● **Extracted entries**:
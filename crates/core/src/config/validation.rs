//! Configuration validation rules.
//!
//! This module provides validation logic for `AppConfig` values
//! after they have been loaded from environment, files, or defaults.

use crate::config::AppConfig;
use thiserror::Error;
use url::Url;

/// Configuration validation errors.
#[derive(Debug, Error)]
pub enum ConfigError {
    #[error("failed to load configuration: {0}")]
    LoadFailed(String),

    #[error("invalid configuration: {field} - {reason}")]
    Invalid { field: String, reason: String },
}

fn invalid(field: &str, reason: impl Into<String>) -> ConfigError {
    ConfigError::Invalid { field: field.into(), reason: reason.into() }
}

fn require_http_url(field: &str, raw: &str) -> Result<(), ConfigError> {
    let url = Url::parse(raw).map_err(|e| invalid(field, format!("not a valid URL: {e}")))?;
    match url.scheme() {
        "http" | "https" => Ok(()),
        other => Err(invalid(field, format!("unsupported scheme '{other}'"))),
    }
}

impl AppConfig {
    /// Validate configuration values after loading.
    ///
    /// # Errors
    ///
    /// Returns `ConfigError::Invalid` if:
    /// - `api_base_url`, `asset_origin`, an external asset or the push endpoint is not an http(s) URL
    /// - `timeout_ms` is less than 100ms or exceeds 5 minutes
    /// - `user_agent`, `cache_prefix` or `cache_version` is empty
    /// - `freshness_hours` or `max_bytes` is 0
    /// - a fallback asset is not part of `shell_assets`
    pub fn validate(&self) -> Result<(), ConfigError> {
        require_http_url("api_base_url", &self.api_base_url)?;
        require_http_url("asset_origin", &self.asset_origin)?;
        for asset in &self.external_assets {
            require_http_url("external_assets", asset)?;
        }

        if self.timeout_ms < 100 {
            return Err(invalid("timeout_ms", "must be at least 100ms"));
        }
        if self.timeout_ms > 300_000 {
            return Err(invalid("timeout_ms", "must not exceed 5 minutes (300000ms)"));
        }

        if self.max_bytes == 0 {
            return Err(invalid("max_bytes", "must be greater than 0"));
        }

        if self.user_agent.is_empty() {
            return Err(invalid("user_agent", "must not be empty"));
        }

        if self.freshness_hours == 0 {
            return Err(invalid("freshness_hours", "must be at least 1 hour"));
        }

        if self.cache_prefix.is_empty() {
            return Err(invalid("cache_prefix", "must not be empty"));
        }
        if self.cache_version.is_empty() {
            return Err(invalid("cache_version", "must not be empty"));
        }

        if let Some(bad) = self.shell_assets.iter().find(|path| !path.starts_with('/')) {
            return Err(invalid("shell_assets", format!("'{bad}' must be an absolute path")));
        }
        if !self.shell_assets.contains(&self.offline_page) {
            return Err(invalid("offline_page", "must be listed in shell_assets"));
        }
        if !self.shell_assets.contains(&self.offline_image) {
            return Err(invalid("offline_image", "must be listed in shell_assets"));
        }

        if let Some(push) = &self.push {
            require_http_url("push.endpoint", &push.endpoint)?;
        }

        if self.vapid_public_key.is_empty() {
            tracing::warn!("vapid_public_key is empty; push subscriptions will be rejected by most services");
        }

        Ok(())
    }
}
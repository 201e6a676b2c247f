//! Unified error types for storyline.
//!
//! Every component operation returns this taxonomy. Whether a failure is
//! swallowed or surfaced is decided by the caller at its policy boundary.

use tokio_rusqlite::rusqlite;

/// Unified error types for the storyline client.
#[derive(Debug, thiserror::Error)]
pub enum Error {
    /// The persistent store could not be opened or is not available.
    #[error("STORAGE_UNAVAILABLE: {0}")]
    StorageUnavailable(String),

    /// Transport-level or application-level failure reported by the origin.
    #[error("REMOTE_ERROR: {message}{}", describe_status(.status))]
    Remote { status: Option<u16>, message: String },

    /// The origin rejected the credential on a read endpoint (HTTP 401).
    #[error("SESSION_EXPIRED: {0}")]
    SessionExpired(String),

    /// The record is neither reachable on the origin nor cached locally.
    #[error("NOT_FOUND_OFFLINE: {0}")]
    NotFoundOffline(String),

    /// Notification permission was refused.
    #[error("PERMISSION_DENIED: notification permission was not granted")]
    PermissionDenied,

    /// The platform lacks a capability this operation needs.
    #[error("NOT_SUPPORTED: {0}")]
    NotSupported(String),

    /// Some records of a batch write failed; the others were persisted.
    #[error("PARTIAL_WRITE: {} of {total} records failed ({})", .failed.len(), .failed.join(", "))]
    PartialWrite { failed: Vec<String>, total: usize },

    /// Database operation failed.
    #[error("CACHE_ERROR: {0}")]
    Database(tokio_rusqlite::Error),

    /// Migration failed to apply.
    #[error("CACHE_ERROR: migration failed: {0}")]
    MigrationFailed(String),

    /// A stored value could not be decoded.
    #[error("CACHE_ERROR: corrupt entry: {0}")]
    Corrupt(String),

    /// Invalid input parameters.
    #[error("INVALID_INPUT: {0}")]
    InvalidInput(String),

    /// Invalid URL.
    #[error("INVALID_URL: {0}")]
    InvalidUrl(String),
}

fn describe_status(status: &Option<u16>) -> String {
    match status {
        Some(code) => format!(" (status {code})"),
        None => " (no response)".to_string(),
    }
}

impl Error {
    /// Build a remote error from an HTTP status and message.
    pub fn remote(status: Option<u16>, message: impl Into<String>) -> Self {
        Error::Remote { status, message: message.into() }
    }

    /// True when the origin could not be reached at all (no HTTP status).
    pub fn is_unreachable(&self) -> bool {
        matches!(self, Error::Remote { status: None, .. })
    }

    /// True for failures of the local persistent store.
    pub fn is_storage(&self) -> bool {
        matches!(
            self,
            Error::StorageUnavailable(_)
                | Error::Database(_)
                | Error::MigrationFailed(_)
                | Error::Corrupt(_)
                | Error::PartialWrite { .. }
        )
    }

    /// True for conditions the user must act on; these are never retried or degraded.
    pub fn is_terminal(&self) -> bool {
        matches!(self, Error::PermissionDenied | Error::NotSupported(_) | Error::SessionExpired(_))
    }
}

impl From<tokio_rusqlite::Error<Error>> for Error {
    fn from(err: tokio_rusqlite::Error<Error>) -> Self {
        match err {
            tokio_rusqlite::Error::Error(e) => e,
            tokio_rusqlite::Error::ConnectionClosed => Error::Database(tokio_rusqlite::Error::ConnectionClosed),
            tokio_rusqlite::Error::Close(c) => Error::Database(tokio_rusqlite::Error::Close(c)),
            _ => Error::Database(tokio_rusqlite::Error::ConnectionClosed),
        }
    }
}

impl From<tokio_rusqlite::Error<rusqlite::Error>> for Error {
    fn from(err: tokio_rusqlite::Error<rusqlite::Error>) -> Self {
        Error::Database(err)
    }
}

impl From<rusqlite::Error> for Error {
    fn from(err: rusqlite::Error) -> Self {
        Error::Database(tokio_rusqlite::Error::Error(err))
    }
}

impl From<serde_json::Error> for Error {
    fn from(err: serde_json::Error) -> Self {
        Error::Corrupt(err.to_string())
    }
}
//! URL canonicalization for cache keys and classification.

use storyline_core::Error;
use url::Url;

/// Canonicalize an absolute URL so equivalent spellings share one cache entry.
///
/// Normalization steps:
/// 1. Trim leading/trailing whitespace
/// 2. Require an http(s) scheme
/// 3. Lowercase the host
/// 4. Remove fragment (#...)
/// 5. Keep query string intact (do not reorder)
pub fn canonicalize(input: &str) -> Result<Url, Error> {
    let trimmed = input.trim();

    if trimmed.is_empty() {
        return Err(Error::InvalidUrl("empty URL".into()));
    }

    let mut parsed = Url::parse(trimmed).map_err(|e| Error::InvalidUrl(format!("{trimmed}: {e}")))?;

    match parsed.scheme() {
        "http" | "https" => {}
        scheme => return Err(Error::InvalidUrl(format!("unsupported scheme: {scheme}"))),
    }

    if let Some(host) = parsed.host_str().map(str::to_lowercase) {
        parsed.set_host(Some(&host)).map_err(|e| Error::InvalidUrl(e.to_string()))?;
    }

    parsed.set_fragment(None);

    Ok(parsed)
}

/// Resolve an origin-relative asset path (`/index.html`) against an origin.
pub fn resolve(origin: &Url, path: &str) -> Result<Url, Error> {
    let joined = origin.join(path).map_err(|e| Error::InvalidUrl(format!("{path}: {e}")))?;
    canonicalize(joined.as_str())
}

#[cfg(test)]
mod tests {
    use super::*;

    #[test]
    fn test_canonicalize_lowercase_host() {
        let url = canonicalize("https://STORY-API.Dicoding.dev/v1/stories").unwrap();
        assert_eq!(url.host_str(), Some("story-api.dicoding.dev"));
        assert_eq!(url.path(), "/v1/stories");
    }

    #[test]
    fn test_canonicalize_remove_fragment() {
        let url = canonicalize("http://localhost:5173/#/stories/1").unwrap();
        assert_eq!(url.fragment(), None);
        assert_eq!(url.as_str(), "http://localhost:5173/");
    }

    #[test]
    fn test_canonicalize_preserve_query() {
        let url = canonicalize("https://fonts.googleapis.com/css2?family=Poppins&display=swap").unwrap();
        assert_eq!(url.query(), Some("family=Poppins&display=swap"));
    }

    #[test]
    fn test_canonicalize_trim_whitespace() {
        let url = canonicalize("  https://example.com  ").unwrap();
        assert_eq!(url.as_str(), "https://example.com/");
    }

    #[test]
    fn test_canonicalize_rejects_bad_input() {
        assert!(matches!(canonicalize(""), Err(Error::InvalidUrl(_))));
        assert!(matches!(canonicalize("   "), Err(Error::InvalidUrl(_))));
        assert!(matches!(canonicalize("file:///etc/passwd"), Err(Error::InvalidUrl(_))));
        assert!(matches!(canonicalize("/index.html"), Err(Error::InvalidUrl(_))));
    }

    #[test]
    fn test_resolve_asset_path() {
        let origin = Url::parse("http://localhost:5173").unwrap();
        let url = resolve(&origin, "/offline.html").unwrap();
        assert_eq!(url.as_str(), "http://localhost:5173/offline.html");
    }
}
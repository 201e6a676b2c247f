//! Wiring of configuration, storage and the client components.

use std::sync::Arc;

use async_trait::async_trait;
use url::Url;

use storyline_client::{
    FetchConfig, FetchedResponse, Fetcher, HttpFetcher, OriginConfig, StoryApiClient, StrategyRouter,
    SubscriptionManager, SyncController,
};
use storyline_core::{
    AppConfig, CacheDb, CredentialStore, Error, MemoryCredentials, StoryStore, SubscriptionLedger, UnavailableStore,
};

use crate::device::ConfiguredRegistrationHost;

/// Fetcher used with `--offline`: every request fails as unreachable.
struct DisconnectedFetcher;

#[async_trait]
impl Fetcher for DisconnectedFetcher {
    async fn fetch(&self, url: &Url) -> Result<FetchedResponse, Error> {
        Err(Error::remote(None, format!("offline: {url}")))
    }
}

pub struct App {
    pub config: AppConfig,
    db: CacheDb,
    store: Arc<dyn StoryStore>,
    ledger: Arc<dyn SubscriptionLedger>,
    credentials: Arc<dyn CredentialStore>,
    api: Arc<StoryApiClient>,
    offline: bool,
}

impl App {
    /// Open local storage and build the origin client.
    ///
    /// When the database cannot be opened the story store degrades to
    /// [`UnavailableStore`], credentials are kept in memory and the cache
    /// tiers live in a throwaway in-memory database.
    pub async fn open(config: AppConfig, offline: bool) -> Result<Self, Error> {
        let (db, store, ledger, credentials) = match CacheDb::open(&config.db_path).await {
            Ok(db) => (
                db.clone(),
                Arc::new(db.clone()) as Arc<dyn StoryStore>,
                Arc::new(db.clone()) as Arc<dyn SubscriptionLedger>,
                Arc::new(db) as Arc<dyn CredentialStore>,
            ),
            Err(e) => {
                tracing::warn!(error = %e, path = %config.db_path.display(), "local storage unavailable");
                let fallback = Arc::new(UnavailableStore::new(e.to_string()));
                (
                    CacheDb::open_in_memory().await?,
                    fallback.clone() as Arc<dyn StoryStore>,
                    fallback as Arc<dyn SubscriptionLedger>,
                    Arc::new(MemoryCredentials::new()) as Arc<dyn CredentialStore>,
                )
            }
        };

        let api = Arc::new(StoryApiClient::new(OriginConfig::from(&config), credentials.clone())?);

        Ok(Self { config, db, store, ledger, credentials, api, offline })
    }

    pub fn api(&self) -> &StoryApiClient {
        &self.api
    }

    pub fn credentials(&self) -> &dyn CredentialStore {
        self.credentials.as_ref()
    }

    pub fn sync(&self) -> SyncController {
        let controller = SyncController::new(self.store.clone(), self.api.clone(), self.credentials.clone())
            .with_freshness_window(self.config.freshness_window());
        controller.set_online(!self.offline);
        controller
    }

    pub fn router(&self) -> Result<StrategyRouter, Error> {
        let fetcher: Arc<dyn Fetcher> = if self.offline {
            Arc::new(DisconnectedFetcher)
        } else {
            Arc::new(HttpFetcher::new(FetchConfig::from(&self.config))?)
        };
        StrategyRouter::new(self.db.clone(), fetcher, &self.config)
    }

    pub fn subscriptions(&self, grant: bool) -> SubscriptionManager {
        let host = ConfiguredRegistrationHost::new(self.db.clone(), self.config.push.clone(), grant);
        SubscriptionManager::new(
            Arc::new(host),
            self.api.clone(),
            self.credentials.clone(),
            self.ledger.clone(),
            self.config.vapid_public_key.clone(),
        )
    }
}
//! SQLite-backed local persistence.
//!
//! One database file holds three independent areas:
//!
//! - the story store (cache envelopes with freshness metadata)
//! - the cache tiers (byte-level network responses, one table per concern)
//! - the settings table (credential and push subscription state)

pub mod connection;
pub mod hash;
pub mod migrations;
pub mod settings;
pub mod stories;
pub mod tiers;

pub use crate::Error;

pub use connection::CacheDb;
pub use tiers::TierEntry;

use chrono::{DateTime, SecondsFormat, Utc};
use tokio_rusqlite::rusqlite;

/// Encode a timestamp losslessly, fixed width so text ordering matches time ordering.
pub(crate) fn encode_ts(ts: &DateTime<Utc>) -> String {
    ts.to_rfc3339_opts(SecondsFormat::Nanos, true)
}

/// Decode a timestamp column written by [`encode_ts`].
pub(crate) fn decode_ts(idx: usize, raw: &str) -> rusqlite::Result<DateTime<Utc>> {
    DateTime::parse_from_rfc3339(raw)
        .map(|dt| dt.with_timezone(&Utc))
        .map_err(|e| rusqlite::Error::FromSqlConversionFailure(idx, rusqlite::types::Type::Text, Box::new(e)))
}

● **Task item**:
If a line above includes the string "NotSupported", pick it out.

● **Result of the task**:
    NotSupported(String),
        matches!(self, Error::PermissionDenied | Error::NotSupported(_) | Error::SessionExpired(_))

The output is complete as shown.